Spur-winged Lapwing (Hoplopterus spinosus)

Spur-winged Lapwing

[order] CHARADRIIFORMES | [family] Charadriidae | [latin] Hoplopterus spinosus | [UK] Spur-winged Lapwing | [FR] Vanneau a eperons | [DE] Spornkiebitz | [ES] Avefria espolonoda | [NL] Sporenkievit


Monotypic species

Physical charateristics

These are conspicuous and unmistakable birds. They are medium-large waders with black crown, chest, foreneck stripe and tail. The face, the rest of the neck and belly are white and the wings and back are light brown. The bill and legs are black. Its striking appearance is supplemented by its noisy nature, with a loud did-he-do-it call.

Listen to the sound of Spur-winged Lapwing

[audio:http://www.aviflevoland.nl/sounddb/S/Spur-winged Lapwing.mp3]

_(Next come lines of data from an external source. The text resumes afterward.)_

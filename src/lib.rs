//! perp-bot-engine binary crate
//!
//! Re-exports the `engine` library and carries the small amount of
//! per-process wiring (`config loading`, logging setup) shared by the
//! `run_supervisor` and `force_sync` binaries - mirrors the reference
//! codebase's `bin_common` module.

pub use engine;

pub mod bin_common {
    pub mod cli;
    pub mod logging;

    pub use cli::{load_bot_configs, load_engine_config, load_config_from_env, parse_args, ConfigType};
    pub use logging::{init_logging, init_logging_with_level};
}
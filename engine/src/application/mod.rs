//! Application layer: `BotRunner` (C7) and `BotSupervisor` (C8), plus the
//! `Strategy`/`MacroAnalyzer` capability seam they drive (spec §4.6, §4.7).

pub mod bot_runner;
pub mod bot_supervisor;
pub mod strategy;

pub use bot_runner::BotRunner;
pub use bot_supervisor::{BotStatusView, BotSupervisor};
pub use strategy::{MacroAnalyzer, MacroTrend, NoopStrategy, Strategy, StrategyRegistry, SymbolDataset, TrendDirection};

Copyright remark: Most sounds derived from xeno-canto

wingspan min.: 69 cm wingspan max.: 81 cm
size min.: 25 cm size max.: 27 cm
incubation min.: 22 days incubation max.: 24 days
fledging min.: 50 days fledging max.: 24 days
broods: 1   eggs min.: 3  
      eggs max.: 5  


Africa : East, Central, West, also Middle East


The species frequents dry ground close to fresh or saline pools, lakes, rivers, lagoons or marshes as well as burnt grassland, cultivated, flooded or irrigated fields (e.g. rice-paddies), saltflats by alkaline lakes, mudflats, sandflats, beaches, dunes and coastal saltpans.


In tropical Africa, laying dates usually locally restricted, but great geographical variation. In Israel April-July, Greece late April-May. Monogamous. Nests solitarily or in loose colonies. Territory aggressively defended against most other bird species, especially waders. Territory sometimes occupied year round. Nest on bare, dry ground, usually a shallow scrape, unlined or lined with grass or other plant material and debris, or with a rim of earth, small shells or stones. 2-4 eggs, often lays second clutch, and sometimes third, incubation by female while male tends chicks of first clutch. Chick cinnamon buff above, mottled grey and streaked black,with cheeks buff and hindneck white, lacks hind toe. The young fledgeafter 7-8 weeks.

Feeding habits

Its diet consists predominantly of adult and larval insects (e.g. beetles, grasshoppers, Diptera, midges, termites and ants) as well as spiders, centipedes, millipedes and occasionally crustaceans, molluscs, small lizards, tadpoles, adult frogs, fish and seeds.


This species has an extremely large range, and hence does not approach the thresholds for Vulnerable under the range size criterion (Extent of Occurrence <20,000 km2 combined with a declining or fluctuating range size, habitat extent/quality, or population size and a small number of locations or severe fragmentation). The population trend appears to be increasing, and hence the species does not approach the thresholds for Vulnerable under the population trend criterion (>30% decline over ten years or three generations). The population size is very large, and hence does not approach the thresholds for Vulnerable under the population size criterion (<10,000 mature individuals with a continuing decline estimated to be >10% in ten years or three generations, or with a specified population structure). For these reasons the species is evaluated as Least Concern.
Spur-winged Lapwing status Least Concern


African breeding populations are largely sedentary but may make irregular local movements (e.g. to drier areas during the rains) although it does not appear to be very sensitive to seasonal changes in water-level. Breeders in the eastern Mediterranean region are fully migratory however and disperse south to Africa for the winter. The species nests from March to September in West Africa and in the eastern Mediterranean region, the timing of breeding varying geographically elsewhere. It nests in solitary pairs or loose colonies and outside of the breeding season flocks of up to 15 (occasionally up to 200) individuals may occur.